One in three exposed to coronavirus anti-vax messages, study suggests


Conspiracy theories discouraging people from getting a coronavirus vaccine have been seen or heard by more than a third of people in the UK, a new study suggests.

Research by King’s College London and Ipsos Mori found that 34% have encountered anti-vaccination messages, predominately via social media.

It comes in the week where the UK began vaccinating the first people in the world against Covid-19, outside of trials.

The report also found that around 40% of people who get their information from platforms such as WhatsApp or YouTube believe conspiracy theories about the Covid-19 vaccines, with belief in such theories higher among young people who consume a lot of information from social media.

The research also warned that those who use social media more, were more likely to believe a wider range of conspiracies.

It found that around 15% of those surveyed said they believe that a coronavirus vaccine is being developed only to make money for pharmaceutical companies, but this then rose to 39% among those who get a lot of information from WhatsApp and 37% among those who do the same with YouTube.

Professor Bobby Duffy, director of the Policy Institute at King’s College London, said the findings showed it was vital that more work was done with social media platforms to eradicate such misinformation.

“One in three people say they’ve seen or heard messages discouraging people from getting vaccinated against Covid-19, with social media being the prime source. And it’s clear that some harmful views have taken hold among a minority of the public,” he said.

“They range from concerns about whether the UK Government will ensure the safety of the coronavirus vaccine, to particularly extreme conspiracy theories, such as that the real purpose of the vaccination effort is to track and control the population – which is believed by one in seven, and greater proportions of young people and social media users.

“Working with social media platforms to control the spread of misinformation is therefore an important action – but the main focus should not be on this niche belief in extreme conspiracies. People who believe in these theories still form a small minority, and many of them will be very difficult to convince.

How the Pfizer/BioNTech vaccine works.
How the Pfizer/BioNTech vaccine works.

“Instead, we need to focus on the much larger sections of the public who say they’re unsure about the truth of some of the medical implications of vaccination – such as the 42% who say they don’t know if it may cause autism in children and the 48% who are unsure whether it might cause infertility.

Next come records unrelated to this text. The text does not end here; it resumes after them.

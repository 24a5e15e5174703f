// src/db/crm_repo.rs

use async_trait::async_trait;
use chrono::{DateTime, Utc};
use sqlx::{FromRow, PgPool};

use crate::{
    common::error::AppError,
    db::storage::ClientStorage,
    models::crm::{Client, NewClient},
};

#[derive(Debug, FromRow)]
struct ClientRow {
    id: String,
    created_at: DateTime<Utc>,
    name: String,
    email: String,
    whatsapp: String,
    cpf_cnpj: String,
    address: String,
    notes: String,
}

impl From<ClientRow> for Client {
    fn from(row: ClientRow) -> Self {
        Self {
            id: row.id,
            created_at: row.created_at,
            name: row.name,
            email: row.email,
            whatsapp: row.whatsapp,
            cpf_or_cnpj: row.cpf_cnpj,
            address: row.address,
            notes: row.notes,
        }
    }
}

#[derive(Clone)]
pub struct ClientRepository {
    pool: PgPool,
}

impl ClientRepository {
    pub fn new(pool: PgPool) -> Self {
        Self { pool }
    }
}

#[async_trait]
impl ClientStorage for ClientRepository {
    async fn list_clients(&self) -> Result<Vec<Client>, AppError> {
        let rows = sqlx::query_as::<_, ClientRow>(
            "SELECT * FROM clients ORDER BY created_at DESC",
        )
            .fetch_all(&self.pool)
            .await?;

        Ok(rows.into_iter().map(Into::into).collect())
    }

    async fn get_client(&self, id: &str) -> Result<Option<Client>, AppError> {
        let row = sqlx::query_as::<_, ClientRow>("SELECT * FROM clients WHERE id = $1")
            .bind(id)
            .fetch_optional(&self.pool)
            .await?;

        Ok(row.map(Into::into))
    }

    async fn create_client(&self, new: NewClient) -> Result<Client, AppError> {
        let row = sqlx::query_as::<_, ClientRow>(
            r#"
            INSERT INTO clients (name, email, whatsapp, cpf_cnpj, address, notes)
            VALUES ($1, $2, $3, $4, $5, $6)
            RETURNING *
            "#,
        )
            .bind(&new.name)
            .bind(&new.email)
            .bind(&new.whatsapp)
            .bind(&new.cpf_or_cnpj)
            .bind(&new.address)
            .bind(&new.notes)
            .fetch_one(&self.pool)
            .await?;

        Ok(row.into())
    }

    async fn save_client(&self, client: &Client) -> Result<Client, AppError> {
        let row = sqlx::query_as::<_, ClientRow>(
            r#"
            INSERT INTO clients (id, created_at, name, email, whatsapp, cpf_cnpj, address, notes)
            VALUES ($1, $2, $3, $4, $5, $6, $7, $8)
            ON CONFLICT (id) DO UPDATE SET
                name = EXCLUDED.name,
                email = EXCLUDED.email,
                whatsapp = EXCLUDED.whatsapp,
                cpf_cnpj = EXCLUDED.cpf_cnpj,
                address = EXCLUDED.address,
                notes = EXCLUDED.notes
            RETURNING *
            "#,
        )
            .bind(&client.id)
            .bind(client.created_at)
            .bind(&client.name)
            .bind(&client.email)
            .bind(&client.whatsapp)
            .bind(&client.cpf_or_cnpj)
            .bind(&client.address)
            .bind(&client.notes)
            .fetch_one(&self.pool)
            .await?;

        Ok(row.into())
    }
}
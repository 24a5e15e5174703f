// src/services/budget_service.rs

use rust_decimal::Decimal;
use validator::Validate;

use crate::{
    common::error::AppError,
    db::Repositories,
    models::{
        budget::{BudgetIncome, BudgetRequest, BudgetStatus, NewBudget},
        finance::NewTransaction,
        service_order::{EntryCondition, NewServiceOrder, ServiceOrder},
    },
    services::FinanceService,
};

#[derive(Clone)]
pub struct BudgetService {
    repos: Repositories,
    finance_service: FinanceService,
}

impl BudgetService {
    pub fn new(repos: Repositories, finance_service: FinanceService) -> Self {
        Self {
            repos,
            finance_service,
        }
    }

    /// Pedido de orçamento vindo do formulário público.
    pub async fn create_budget(&self, new: NewBudget) -> Result<BudgetRequest, AppError> {
        new.validate()?;
        let budget = self.repos.budgets.create_budget(new).await?;
        tracing::info!("📝 Novo pedido de orçamento {} de {}", budget.id, budget.customer_name);
        Ok(budget)
    }

    pub async fn list_budgets(&self) -> Result<Vec<BudgetRequest>, AppError> {
        self.repos.budgets.list_budgets().await
    }

    pub async fn get_budget(&self, id: &str) -> Result<BudgetRequest, AppError> {
        self.repos
            .budgets
            .get_budget(id)
            .await?
            .ok_or_else(|| AppError::not_found("Orçamento"))
    }

    pub async fn save_budget(&self, budget: &BudgetRequest) -> Result<BudgetRequest, AppError> {
        self.repos.budgets.save_budget(budget).await
    }

    // =========================================================================
    //  FLUXOS
    // =========================================================================

    pub async fn approve(
        &self,
        id: &str,
        approved_value: Option<Decimal>,
    ) -> Result<BudgetRequest, AppError> {
        let value = match approved_value {
            Some(v) if v > Decimal::ZERO => v,
            _ => {
                return Err(AppError::InvalidInput(
                    "Informe o valor aprovado do orçamento.".into(),
                ))
            }
        };

        let mut budget = self.get_budget(id).await?;
        budget.status = BudgetStatus::Approved;
        budget.approved_value = Some(value);
        self.repos.budgets.save_budget(&budget).await
    }

    pub async fn reject(&self, id: &str) -> Result<BudgetRequest, AppError> {
        let mut budget = self.get_budget(id).await?;
        budget.status = BudgetStatus::Rejected;
        self.repos.budgets.save_budget(&budget).await
    }

    /// Abre uma OS com os dados do cliente e do equipamento. O status do orçamento não muda.
    pub async fn convert_to_service_order(
        &self,
        id: &str,
        technician: String,
    ) -> Result<ServiceOrder, AppError> {
        let budget = self.get_budget(id).await?;

        let new = NewServiceOrder {
            technician,
            customer_name: budget.customer_name,
            whatsapp: budget.whatsapp,
            email: budget.email,
            cpf: String::new(),
            equipment_type: budget.equipment_type,
            brand: budget.brand,
            model: budget.model,
            serial_number: None,
            entry_condition: EntryCondition::default(),
            reported_problem: budget.problem_description,
            diagnosis: None,
            services: Vec::new(),
            products: Vec::new(),
            discount: Decimal::ZERO,
            status: None,
            payment_status: None,
            budget_id: Some(budget.id),
        };

        let order = self.repos.orders.create_order(new).await?;
        tracing::info!("🔧 Orçamento {} convertido na OS {}", id, order.id);
        Ok(order)
    }

    /// Marca o orçamento como concluído e lança a receita do valor aprovado (uma vez só).
    pub async fn convert_to_income(&self, id: &str) -> Result<BudgetIncome, AppError> {
        let mut budget = self.get_budget(id).await?;
        budget.status = BudgetStatus::Completed;
        let budget = self.repos.budgets.save_budget(&budget).await?;

        let transaction = match budget.approved_value {
            Some(value) => {
                self.finance_service
                    .post_income_once(&budget.id, NewTransaction::income_for_budget(&budget, value))
                    .await?
            }
            None => None,
        };

        Ok(BudgetIncome {
            budget,
            transaction,
        })
    }
}

#[cfg(test)]
mod tests {
    use super::*;
    use crate::{
        db::local::LocalStore,
        models::{budget::EquipmentType, finance::TransactionType},
    };
    use rust_decimal_macros::dec;

    fn service() -> (BudgetService, Repositories) {
        let repos = Repositories::local(LocalStore::in_memory());
        let finance = FinanceService::new(repos.clone());
        (BudgetService::new(repos.clone(), finance), repos)
    }

    fn new_budget() -> NewBudget {
        NewBudget {
            customer_name: "Maria Souza".into(),
            whatsapp: "(11) 98888-7777".into(),
            email: "maria@email.com".into(),
            equipment_type: EquipmentType::Notebook,
            brand: "Dell".into(),
            model: "Inspiron 15".into(),
            problem_description: "Não liga".into(),
        }
    }

    #[tokio::test]
    async fn approve_then_convert_to_income_posts_once() {
        let (service, repos) = service();
        let budget = service.create_budget(new_budget()).await.unwrap();

        service.approve(&budget.id, Some(dec!(250))).await.unwrap();
        let first = service.convert_to_income(&budget.id).await.unwrap();
        let second = service.convert_to_income(&budget.id).await.unwrap();

        assert_eq!(first.budget.status, BudgetStatus::Completed);
        let transaction = first.transaction.expect("entrada lançada");
        assert_eq!(transaction.amount, dec!(250));
        assert_eq!(transaction.transaction_type, TransactionType::Income);
        assert!(transaction.description.contains(&budget.id));
        assert!(second.transaction.is_none());

        let all = repos.transactions.list_transactions().await.unwrap();
        assert_eq!(all.len(), 1);
    }

    #[tokio::test]
    async fn approve_requires_positive_value() {
        let (service, _) = service();
        let budget = service.create_budget(new_budget()).await.unwrap();

        assert!(matches!(
            service.approve(&budget.id, None).await,
            Err(AppError::InvalidInput(_))
        ));
        assert!(matches!(
            service.approve(&budget.id, Some(Decimal::ZERO)).await,
            Err(AppError::InvalidInput(_))
        ));
        assert_eq!(
            service.get_budget(&budget.id).await.unwrap().status,
            BudgetStatus::Pending
        );
    }

    #[tokio::test]
    async fn convert_without_value_completes_without_income() {
        let (service, repos) = service();
        let budget = service.create_budget(new_budget()).await.unwrap();

        let result = service.convert_to_income(&budget.id).await.unwrap();
        assert_eq!(result.budget.status, BudgetStatus::Completed);
        assert!(result.transaction.is_none());
        assert!(repos.transactions.list_transactions().await.unwrap().is_empty());
    }

    #[tokio::test]
    async fn convert_to_service_order_keeps_budget_status() {
        let (service, _) = service();
        let budget = service.create_budget(new_budget()).await.unwrap();
        service.reject(&budget.id).await.unwrap();

        let order = service
            .convert_to_service_order(&budget.id, "Carlos".into())
            .await
            .unwrap();

        assert_eq!(order.budget_id.as_deref(), Some(budget.id.as_str()));
        assert_eq!(order.customer_name, "Maria Souza");
        assert_eq!(order.reported_problem, "Não liga");
        assert_eq!(order.technician, "Carlos");
        assert_eq!(order.total_value, Decimal::ZERO);
        assert_eq!(
            service.get_budget(&budget.id).await.unwrap().status,
            BudgetStatus::Rejected
        );
    }

    #[tokio::test]
    async fn invalid_intake_and_unknown_id() {
        let (service, _) = service();
        let mut invalid = new_budget();
        invalid.email = "não-é-email".into();

        assert!(matches!(
            service.create_budget(invalid).await,
            Err(AppError::ValidationError(_))
        ));
        assert!(matches!(
            service.reject("0000").await,
            Err(AppError::NotFound(_))
        ));
    }
}
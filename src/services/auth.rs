// src/services/auth.rs

use bcrypt::verify;
use chrono::Utc;
use jsonwebtoken::{decode, encode, DecodingKey, EncodingKey, Header, Validation};

use crate::{
    common::error::AppError,
    models::auth::{AdminSession, Claims},
};

/// Login de credencial única: o administrador configurado no ambiente.
#[derive(Clone)]
pub struct AuthService {
    admin_email: String,
    admin_password_hash: String,
    jwt_secret: String,
}

impl AuthService {
    pub fn new(admin_email: String, admin_password_hash: String, jwt_secret: String) -> Self {
        Self {
            admin_email,
            admin_password_hash,
            jwt_secret,
        }
    }

    pub async fn login(&self, email: &str, password: &str) -> Result<String, AppError> {
        if !email.trim().eq_ignore_ascii_case(&self.admin_email) {
            return Err(AppError::InvalidCredentials);
        }

        let password_clone = password.to_owned();
        let password_hash_clone = self.admin_password_hash.clone();

        // Executa a verificação em um thread separado
        let is_password_valid = tokio::task::spawn_blocking(move || {
            verify(&password_clone, &password_hash_clone)
        })
        .await
        .map_err(|e| anyhow::anyhow!("Falha na task de verificação de senha: {}", e))?
        ?;

        if !is_password_valid {
            return Err(AppError::InvalidCredentials);
        }

        tracing::info!("🔑 Login do administrador {}", self.admin_email);
        self.create_token()
    }

    pub fn validate_token(&self, token: &str) -> Result<AdminSession, AppError> {
        let token_data = decode::<Claims>(
            token,
            &DecodingKey::from_secret(self.jwt_secret.as_ref()),
            &Validation::default(),
        )
        .map_err(|_| AppError::InvalidToken)?;

        if token_data.claims.sub != self.admin_email {
            return Err(AppError::InvalidToken);
        }

        Ok(AdminSession {
            email: token_data.claims.sub,
        })
    }

    fn create_token(&self) -> Result<String, AppError> {
        let now = Utc::now();
        let expires_at = now + chrono::Duration::days(7);

        let claims = Claims {
            sub: self.admin_email.clone(),
            exp: expires_at.timestamp() as usize,
            iat: now.timestamp() as usize,
        };

        Ok(encode(
            &Header::default(),
            &claims,
            &EncodingKey::from_secret(self.jwt_secret.as_ref()),
        )?)
    }
}

#[cfg(test)]
mod tests {
    use super::*;

    fn service() -> AuthService {
        // custo mínimo para o teste não demorar
        let hash = bcrypt::hash("segredo123", 4).unwrap();
        AuthService::new("admin@loja.com".into(), hash, "chave-de-teste".into())
    }

    #[tokio::test]
    async fn login_issues_token_that_validates() {
        let auth = service();
        let token = auth.login("Admin@Loja.com", "segredo123").await.unwrap();

        let session = auth.validate_token(&token).unwrap();
        assert_eq!(session.email, "admin@loja.com");
    }

    #[tokio::test]
    async fn wrong_credentials_are_rejected() {
        let auth = service();
        assert!(matches!(
            auth.login("admin@loja.com", "errada").await,
            Err(AppError::InvalidCredentials)
        ));
        assert!(matches!(
            auth.login("outro@loja.com", "segredo123").await,
            Err(AppError::InvalidCredentials)
        ));
        assert!(matches!(
            auth.validate_token("nao.e.jwt"),
            Err(AppError::InvalidToken)
        ));
    }

    #[tokio::test]
    async fn token_from_other_secret_is_invalid() {
        let other = AuthService::new("admin@loja.com".into(), String::new(), "outra".into());
        let token = other.create_token().unwrap();
        assert!(matches!(
            service().validate_token(&token),
            Err(AppError::InvalidToken)
        ));
    }
}
// src/common/ids.rs

//! Política de identificadores e carimbos de tempo do armazenamento local.
//!
//! O backend remoto gera as próprias chaves primárias; nada fora daqui deve
//! presumir um formato fixo de id.

use chrono::{DateTime, Utc};
use rand::Rng;

use crate::common::error::AppError;

/// Quantidade de ids de 4 dígitos possíveis por coleção.
pub const FOUR_DIGIT_CAPACITY: usize = 9000;

// Limite de sorteios antes de desistir de achar um id livre
const MAX_ID_ATTEMPTS: usize = 100_000;

/// Orçamentos, clientes e produtos: 4 dígitos aleatórios (1000..=9999).
pub fn four_digit_id() -> String {
    rand::thread_rng().gen_range(1000..=9999).to_string()
}

/// Ordens de serviço: `OS-` + 5 dígitos aleatórios.
pub fn service_order_id() -> String {
    format!("OS-{}", rand::thread_rng().gen_range(10000..=99999))
}

/// Vendas: `V-` + timestamp em milissegundos.
pub fn sale_id(now: DateTime<Utc>) -> String {
    format!("V-{}", now.timestamp_millis())
}

/// Linhas embutidas de OS e lançamentos de caixa.
pub fn opaque_id() -> String {
    uuid::Uuid::new_v4().to_string()
}

/// Sorteia ids até achar um que ainda não existe na coleção.
pub fn unique_id<G, F>(mut generate: G, exists: F) -> Result<String, AppError>
where
    G: FnMut() -> String,
    F: Fn(&str) -> bool,
{
    for _ in 0..MAX_ID_ATTEMPTS {
        let candidate = generate();
        if !exists(&candidate) {
            return Ok(candidate);
        }
    }
    Err(AppError::StorageError(
        "não foi possível gerar um id livre para a coleção".into(),
    ))
}

pub fn now() -> DateTime<Utc> {
    Utc::now()
}

#[cfg(test)]
mod tests {
    use super::*;

    #[test]
    fn four_digit_ids_stay_in_range() {
        for _ in 0..500 {
            let id = four_digit_id();
            assert_eq!(id.len(), 4);
            let n: u32 = id.parse().unwrap();
            assert!((1000..=9999).contains(&n));
        }
    }

    #[test]
    fn service_order_ids_have_prefix_and_five_digits() {
        for _ in 0..500 {
            let id = service_order_id();
            let suffix = id.strip_prefix("OS-").expect("prefixo OS-");
            assert_eq!(suffix.len(), 5);
            assert!(suffix.chars().all(|c| c.is_ascii_digit()));
        }
    }

    #[test]
    fn sale_id_embeds_the_timestamp() {
        let now = Utc::now();
        assert_eq!(sale_id(now), format!("V-{}", now.timestamp_millis()));
    }

    #[test]
    fn unique_id_skips_taken_candidates() {
        let mut seq = vec!["1000", "1000", "1001"].into_iter();
        let id = unique_id(|| seq.next().unwrap().to_string(), |c| c == "1000").unwrap();
        assert_eq!(id, "1001");
    }

    #[test]
    fn unique_id_gives_up_when_every_candidate_is_taken() {
        let result = unique_id(four_digit_id, |_| true);
        assert!(matches!(result, Err(AppError::StorageError(_))));
    }
}
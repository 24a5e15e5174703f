// src/services/catalog_service.rs

use crate::{
    common::error::AppError,
    db::Repositories,
    models::catalog::{ServiceCatalogItem, ServiceCategory},
};

// Tabela de preços padrão, embutida no binário
const DEFAULT_CATALOG: &str = include_str!("../../data/service_catalog.json");

pub fn default_catalog() -> Result<Vec<ServiceCatalogItem>, AppError> {
    Ok(serde_json::from_str(DEFAULT_CATALOG)?)
}

#[derive(Clone)]
pub struct CatalogService {
    repos: Repositories,
}

impl CatalogService {
    pub fn new(repos: Repositories) -> Self {
        Self { repos }
    }

    pub async fn list_catalog(
        &self,
        category: Option<ServiceCategory>,
        only_active: bool,
    ) -> Result<Vec<ServiceCatalogItem>, AppError> {
        let items = self.repos.catalog.list_catalog().await?;
        Ok(items
            .into_iter()
            .filter(|i| category.is_none_or(|c| i.category == c))
            .filter(|i| !only_active || i.active)
            .collect())
    }

    pub async fn save_item(&self, item: ServiceCatalogItem) -> Result<ServiceCatalogItem, AppError> {
        if item.code.trim().is_empty() {
            return Err(AppError::InvalidInput("O código do serviço é obrigatório.".into()));
        }
        if item.value.is_sign_negative() || item.cost.is_some_and(|c| c.is_sign_negative()) {
            return Err(AppError::InvalidInput("O valor não pode ser negativo.".into()));
        }
        self.repos.catalog.save_catalog_item(item).await
    }

    /// Carrega a tabela padrão se o catálogo estiver vazio.
    pub async fn seed_defaults(&self) -> Result<usize, AppError> {
        let inserted = self.repos.catalog.seed_catalog(default_catalog()?).await?;
        if inserted > 0 {
            tracing::info!("✅ Catálogo de serviços populado com {} itens", inserted);
        }
        Ok(inserted)
    }
}

#[cfg(test)]
mod tests {
    use super::*;
    use crate::db::local::LocalStore;
    use rust_decimal_macros::dec;

    #[test]
    fn bundled_catalog_is_valid() {
        let items = default_catalog().unwrap();
        assert!(!items.is_empty());
        for category in [
            ServiceCategory::ComputadoresNotebooks,
            ServiceCategory::Impressoras,
            ServiceCategory::Celulares,
            ServiceCategory::CamerasSeguranca,
        ] {
            assert!(items.iter().any(|i| i.category == category));
        }
    }

    #[tokio::test]
    async fn seed_runs_only_once_and_filters_work() {
        let service = CatalogService::new(Repositories::local(LocalStore::in_memory()));
        let total = default_catalog().unwrap().len();

        assert_eq!(service.seed_defaults().await.unwrap(), total);
        assert_eq!(service.seed_defaults().await.unwrap(), 0);

        let mut item = service
            .list_catalog(Some(ServiceCategory::Impressoras), true)
            .await
            .unwrap()
            .remove(0);
        item.active = false;
        item.value = dec!(95);
        service.save_item(item.clone()).await.unwrap();

        let all = service.list_catalog(None, false).await.unwrap();
        assert_eq!(all.len(), total);
        assert_eq!(service.list_catalog(None, true).await.unwrap().len(), total - 1);
        let saved = all.iter().find(|i| i.code == item.code).unwrap();
        assert_eq!(saved.value, dec!(95));
    }
}
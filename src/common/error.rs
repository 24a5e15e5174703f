// src/common/error.rs

use axum::{
    http::StatusCode,
    response::{IntoResponse, Response},
    Json,
};
use thiserror::Error;

use crate::common::response::ApiResponse;

// Erro único da aplicação. Todas as camadas (stores, services, handlers) falam esta língua.
#[derive(Debug, Error)]
pub enum AppError {
    #[error("Erro de validação")]
    ValidationError(#[from] validator::ValidationErrors),

    // Validações manuais feitas no ponto de chamada (ex: valor de aprovação)
    #[error("{0}")]
    InvalidInput(String),

    #[error("{0} não encontrado(a)")]
    NotFound(String),

    #[error("Credenciais inválidas")]
    InvalidCredentials,

    #[error("Token inválido")]
    InvalidToken,

    // Falhas do armazenamento local (arquivo ilegível, JSON corrompido...)
    #[error("Erro no armazenamento local: {0}")]
    StorageError(String),

    #[error("Erro de E/S: {0}")]
    IoError(#[from] std::io::Error),

    #[error("Erro de serialização: {0}")]
    SerializationError(#[from] serde_json::Error),

    #[error("Erro de banco de dados: {0}")]
    DatabaseError(#[from] sqlx::Error),

    #[error("Erro interno do servidor: {0}")]
    InternalServerError(#[from] anyhow::Error),

    #[error("Erro de Bcrypt: {0}")]
    BcryptError(#[from] bcrypt::BcryptError),

    #[error("Erro de JWT: {0}")]
    JwtError(#[from] jsonwebtoken::errors::Error),
}

impl AppError {
    pub fn not_found(what: impl Into<String>) -> Self {
        AppError::NotFound(what.into())
    }

    pub fn status_code(&self) -> StatusCode {
        match self {
            AppError::ValidationError(_) | AppError::InvalidInput(_) => StatusCode::BAD_REQUEST,
            AppError::NotFound(_) => StatusCode::NOT_FOUND,
            AppError::InvalidCredentials | AppError::InvalidToken => StatusCode::UNAUTHORIZED,
            _ => StatusCode::INTERNAL_SERVER_ERROR,
        }
    }

    /// Mensagem legível que vai no campo `error` do envelope.
    pub fn public_message(&self) -> String {
        match self {
            AppError::ValidationError(errors) => {
                let mut messages: Vec<String> = errors
                    .field_errors()
                    .into_iter()
                    .flat_map(|(field, field_errors)| {
                        field_errors.iter().map(move |e| match &e.message {
                            Some(m) => format!("{}: {}", field, m),
                            None => format!("{}: {}", field, e.code),
                        })
                    })
                    .collect();
                messages.sort();
                format!("Um ou mais campos são inválidos. {}", messages.join("; "))
            }
            AppError::InvalidInput(_) | AppError::NotFound(_) => self.to_string(),
            AppError::InvalidCredentials => "E-mail ou senha inválidos.".to_string(),
            AppError::InvalidToken => "Token de autenticação inválido ou ausente.".to_string(),
            // Falhas de backend: o chamador só precisa saber que a operação falhou
            e => e.to_string(),
        }
    }
}

impl IntoResponse for AppError {
    fn into_response(self) -> Response {
        let status = self.status_code();
        if status == StatusCode::INTERNAL_SERVER_ERROR {
            tracing::error!("Erro Interno do Servidor: {}", self);
        }

        let body = Json(ApiResponse::<()>::failure(self.public_message()));
        (status, body).into_response()
    }
}

#[cfg(test)]
mod tests {
    use super::*;
    use serde_json::Value;
    use validator::Validate;

    #[derive(Validate)]
    struct Payload {
        #[validate(length(min = 1, message = "O nome é obrigatório."))]
        name: String,
    }

    async fn envelope(error: AppError) -> (StatusCode, Value) {
        let response = error.into_response();
        let status = response.status();
        let bytes = axum::body::to_bytes(response.into_body(), usize::MAX)
            .await
            .unwrap();
        (status, serde_json::from_slice(&bytes).unwrap())
    }

    #[tokio::test]
    async fn not_found_is_404_with_failure_envelope() {
        let (status, body) = envelope(AppError::not_found("Orçamento")).await;
        assert_eq!(status, StatusCode::NOT_FOUND);
        assert_eq!(body["success"], false);
        assert!(body["data"].is_null());
        assert_eq!(body["error"], "Orçamento não encontrado(a)");
    }

    #[tokio::test]
    async fn validation_errors_are_400_and_name_the_field() {
        let errors = Payload { name: String::new() }.validate().unwrap_err();
        let (status, body) = envelope(errors.into()).await;
        assert_eq!(status, StatusCode::BAD_REQUEST);
        assert_eq!(body["success"], false);
        assert!(body["data"].is_null());
        assert!(body["error"].as_str().unwrap().contains("name: O nome é obrigatório."));
    }

    #[tokio::test]
    async fn invalid_input_keeps_its_message() {
        let (status, body) = envelope(AppError::InvalidInput("Valor inválido.".into())).await;
        assert_eq!(status, StatusCode::BAD_REQUEST);
        assert_eq!(body["error"], "Valor inválido.");
    }

    #[tokio::test]
    async fn invalid_token_is_401() {
        let (status, body) = envelope(AppError::InvalidToken).await;
        assert_eq!(status, StatusCode::UNAUTHORIZED);
        assert_eq!(body["success"], false);
        assert!(body["data"].is_null());
        assert_eq!(body["error"], "Token de autenticação inválido ou ausente.");
    }

    #[tokio::test]
    async fn storage_failures_are_500() {
        let (status, body) = envelope(AppError::StorageError("disco cheio".into())).await;
        assert_eq!(status, StatusCode::INTERNAL_SERVER_ERROR);
        assert_eq!(body["success"], false);
    }
}
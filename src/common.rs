pub mod error;
pub mod ids;
pub mod money;
pub mod response;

“As we start on the very long process of vaccinating as much of the population as possible, addressing this uncertainty through transparent, consistent and inventive public health communication will be essential.”

Social media platforms have been repeatedly criticised for their handling of misinformation and harmful content, and stricter regulation is expected to be introduced in 2021 through the Government’s Online Harms Bill.

The Bill is expected to introduce a statutory duty of care for online firms, with large fines for those who fail to protect their users from such content.

Kelly Beaver, managing director of Ipsos Mori public affairs, said: “The proliferation of anti-vax material that is being seen by people on social media – particularly young people – and its impact on their views is incredibly concerning in the week where we’ve seen the UK vaccinate the first person outside of a trial in the world.

“The public are obviously concerned about this, as we see in their high levels of support for regulation of social media platforms, including fines for companies who fail to remove false information. Vaccines have been one of the greatest medical interventions over the last two centuries. We cannot afford to take a backwards step.”